The production tax credit is set to expire at the end of 2012. However, the production tax credit requires wind farms to be operational prior to the 2012 deadline, so with permits, construction and other slowdowns any wind farm not currently in the works is unlikely to benefit. The production tax credit gives wind farms 2.2 cents per kilowatt-hour of energy produced. This applies for the first ten years the wind farm is in production. The tax credit has been in existence since 1999 but has been renewed three times.
The U.S. officially has more than 50 gigawatts of wind energy installed across the nation which is approximately equivalent to the energy needed to power 13 million U.S. homes. In the first quarter of 2012, the U.S. installed 1.695 gigawatts of wind energy. In the first two quarters of 2012, the U.S. has seen wind installations increase by 34 percent compared to 2011.

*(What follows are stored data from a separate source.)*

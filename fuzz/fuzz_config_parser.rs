//! Fuzz target for the TOML configuration parser.
//!
//! Run with: cargo +nightly fuzz run fuzz_config_parser
//!
//! Feeds arbitrary text to `AppConfig::parse()`, covering both TOML
//! deserialization and the stream tunable validation.

#![no_main]

use libfuzzer_sys::fuzz_target;

fuzz_target!(|data: &[u8]| {
    if let Ok(s) = std::str::from_utf8(data) {
        if let Ok(config) = allocfs_config::AppConfig::parse(s) {
            assert!(config.stream.batch_window_ms <= config.stream.heartbeat_ms);
            assert!(config.http.listen_port != 0);
        }
    }
});
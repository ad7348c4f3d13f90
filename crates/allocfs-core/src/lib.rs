#![deny(unsafe_code)]

//! allocfs core agent runtime.
//!
//! Serves an allocation's filesystem over HTTP and streams task logs through
//! an in-process streaming RPC. The log path is the interesting one: an HTTP
//! request is bridged onto a synthetic duplex pipe whose far end is driven by
//! the `FileSystem.Logs` handler, exactly as if the handler sat across a
//! network connection.

use std::future::Future;
use std::pin::Pin;

/// A type-erased, `Send`-safe, boxed future, the return type for async
/// trait methods that require dynamic dispatch (`dyn Trait`).
pub type BoxFuture<'a, T> = Pin<Box<dyn Future<Output = T> + Send + 'a>>;

/// Agent runtime: listener, handler registry, graceful shutdown.
pub mod agent;
/// HTTP-to-RPC log stream bridge.
pub mod bridge;
/// Errors carrying an HTTP status across boundaries.
pub mod error;
/// Batching and heartbeat framing for file streams.
pub mod framer;
/// Allocation directory access.
pub mod fs;
/// Agent HTTP API: router, validators, client.
pub mod http;
/// Local `FileSystem.Logs` handler.
pub mod logs;
/// In-process duplex pipe.
pub mod pipe;
/// Streaming RPC handlers, wire types and codec.
pub mod rpc;
/// Rotated log file tailing.
pub mod tail;

pub use agent::{Agent, AgentError};
pub use bridge::LogBridge;
pub use error::{CodedError, HttpCoded};
pub use fs::{AllocDirs, AllocFs, AllocFsProvider, FileInfo};
pub use http::{AgentClient, ClientError};
pub use logs::LocalLogs;
pub use rpc::{LogType, LogsRequest, Origin, StreamingHandler, StreamingRpc};
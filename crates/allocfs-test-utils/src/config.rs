//! Configuration builders for tests.
//!
//! Use [`TestConfigBuilder`] to create customised [`AppConfig`] values without
//! repeating boilerplate across crate boundaries.

use std::path::Path;

use allocfs_config::AppConfig;

/// Fluent builder for [`AppConfig`] in tests.
///
/// # Example
///
/// ```ignore
/// let config = TestConfigBuilder::new()
///     .alloc_root(alloc.root())
///     .fast_stream()
///     .build();
/// ```
pub struct TestConfigBuilder {
    config: AppConfig,
}

impl TestConfigBuilder {
    pub fn new() -> Self {
        Self {
            config: AppConfig::default(),
        }
    }

    pub fn listen_addr(mut self, addr: &str) -> Self {
        self.config.http.listen_addr = addr.to_string();
        self
    }

    pub fn listen_port(mut self, port: u16) -> Self {
        self.config.http.listen_port = port;
        self
    }

    pub fn log_level(mut self, level: &str) -> Self {
        self.config.logging.level = level.to_string();
        self
    }

    pub fn alloc_root(mut self, root: &Path) -> Self {
        self.config.alloc.root = root.display().to_string();
        self
    }

    pub fn frame_size(mut self, bytes: usize) -> Self {
        self.config.stream.frame_size = bytes;
        self
    }

    pub fn log_poll_ms(mut self, ms: u64) -> Self {
        self.config.stream.log_poll_ms = ms;
        self
    }

    pub fn drain_timeout_ms(mut self, ms: u64) -> Self {
        self.config.stream.drain_timeout_ms = ms;
        self
    }

    pub fn commit_timeout_ms(mut self, ms: u64) -> Self {
        self.config.stream.commit_timeout_ms = ms;
        self
    }

    /// Short timers so streaming tests finish quickly.
    pub fn fast_stream(mut self) -> Self {
        let stream = &mut self.config.stream;
        stream.heartbeat_ms = 50;
        stream.batch_window_ms = 10;
        stream.log_poll_ms = 10;
        stream.drain_timeout_ms = 500;
        stream.commit_timeout_ms = 200;
        self
    }

    pub fn build(self) -> AppConfig {
        self.config
    }
}

impl Default for TestConfigBuilder {
    fn default() -> Self {
        Self::new()
    }
}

According to those in the industry, when the tax credit expires, the year following experiences an installation decrease of seventy percent compared to the year before. Wind experts believe that if the production tax credit is not renewed soon there will be a significant decrease in investments between 2012 and 2013. Their statistics indicate that investments in 2012 would be $15.6 billion while 2013 would likely fall to $5.5 billion.
In addition to the financial losses, wind industry lobby groups indicate that upwards of 37,000 jobs may be lost in the wind sector in the first four months of 2013 without an extension. Many jobs have already been lost at manufacturing plants in Colorado, Iowa and Pennsylvania, major locations for wind energy manufacturing.
Despite an atmosphere of cutting costs and disagreements in Washington, D.C., many senators have indicated that they would like to see the wind tax extended. Senators and governors from states hosting considerable wind energy investments are currently working to push the tax credit through Congress. Due to heavy opposition from the Republican party for renewable energy, the tax credit extension is said to be facing an uphill battle. It is likely to be known in the next few weeks whether the extension is granted, however, if it is not the negative impacts will likely be quickly felt in early 2013.